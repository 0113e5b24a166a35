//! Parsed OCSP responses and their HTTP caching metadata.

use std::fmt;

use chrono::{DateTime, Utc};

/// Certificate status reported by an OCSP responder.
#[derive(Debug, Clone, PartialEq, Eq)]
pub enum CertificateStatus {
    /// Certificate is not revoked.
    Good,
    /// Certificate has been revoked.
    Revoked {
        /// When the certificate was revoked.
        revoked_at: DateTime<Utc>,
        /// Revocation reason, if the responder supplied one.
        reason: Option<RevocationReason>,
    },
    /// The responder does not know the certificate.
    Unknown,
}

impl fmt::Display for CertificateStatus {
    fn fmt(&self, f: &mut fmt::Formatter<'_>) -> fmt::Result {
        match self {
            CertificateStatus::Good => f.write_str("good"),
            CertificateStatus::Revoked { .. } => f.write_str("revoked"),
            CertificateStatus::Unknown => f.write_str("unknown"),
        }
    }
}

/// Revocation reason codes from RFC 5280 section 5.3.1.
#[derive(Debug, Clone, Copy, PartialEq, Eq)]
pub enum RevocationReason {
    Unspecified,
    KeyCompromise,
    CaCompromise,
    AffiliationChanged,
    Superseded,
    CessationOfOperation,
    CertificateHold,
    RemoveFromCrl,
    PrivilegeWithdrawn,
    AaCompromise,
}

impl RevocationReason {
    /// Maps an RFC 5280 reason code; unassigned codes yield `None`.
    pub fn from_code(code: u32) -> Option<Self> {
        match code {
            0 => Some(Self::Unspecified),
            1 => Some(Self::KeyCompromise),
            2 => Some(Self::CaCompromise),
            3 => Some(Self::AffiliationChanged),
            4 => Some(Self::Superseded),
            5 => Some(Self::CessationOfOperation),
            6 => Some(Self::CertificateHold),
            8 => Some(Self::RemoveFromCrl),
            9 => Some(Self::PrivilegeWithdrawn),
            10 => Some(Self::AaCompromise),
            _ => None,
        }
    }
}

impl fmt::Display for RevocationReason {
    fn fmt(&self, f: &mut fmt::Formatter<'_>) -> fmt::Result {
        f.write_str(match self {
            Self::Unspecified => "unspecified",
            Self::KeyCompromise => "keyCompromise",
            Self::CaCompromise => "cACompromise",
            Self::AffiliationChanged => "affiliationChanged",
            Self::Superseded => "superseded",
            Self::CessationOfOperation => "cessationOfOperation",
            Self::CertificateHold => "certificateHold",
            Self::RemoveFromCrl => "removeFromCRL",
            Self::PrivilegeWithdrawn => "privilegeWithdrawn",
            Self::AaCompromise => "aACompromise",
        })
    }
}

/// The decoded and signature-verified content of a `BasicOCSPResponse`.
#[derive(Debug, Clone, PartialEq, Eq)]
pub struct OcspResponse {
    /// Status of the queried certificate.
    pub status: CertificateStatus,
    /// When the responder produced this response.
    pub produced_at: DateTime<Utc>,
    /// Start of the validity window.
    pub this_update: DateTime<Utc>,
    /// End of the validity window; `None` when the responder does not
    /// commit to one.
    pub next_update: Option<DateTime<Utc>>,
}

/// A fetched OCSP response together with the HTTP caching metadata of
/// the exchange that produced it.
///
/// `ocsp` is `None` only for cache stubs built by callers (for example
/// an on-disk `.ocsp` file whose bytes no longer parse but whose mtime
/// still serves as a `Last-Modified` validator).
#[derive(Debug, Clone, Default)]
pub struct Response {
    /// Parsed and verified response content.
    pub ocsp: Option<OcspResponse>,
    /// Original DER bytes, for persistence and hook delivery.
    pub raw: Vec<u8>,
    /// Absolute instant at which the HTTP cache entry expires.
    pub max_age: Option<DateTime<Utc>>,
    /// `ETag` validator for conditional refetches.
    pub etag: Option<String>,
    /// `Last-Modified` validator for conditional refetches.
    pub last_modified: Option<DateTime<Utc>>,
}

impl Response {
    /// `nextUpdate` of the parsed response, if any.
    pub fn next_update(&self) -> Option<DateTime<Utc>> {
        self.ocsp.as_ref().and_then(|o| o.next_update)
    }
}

=-=-=

* _INSTRUCTIONS FOR THE TASK_
Please copy each line of the records above that holds the word "verified".

* _SOLUTION_
/// The decoded and signature-verified content of a `BasicOCSPResponse`.
    /// Parsed and verified response content.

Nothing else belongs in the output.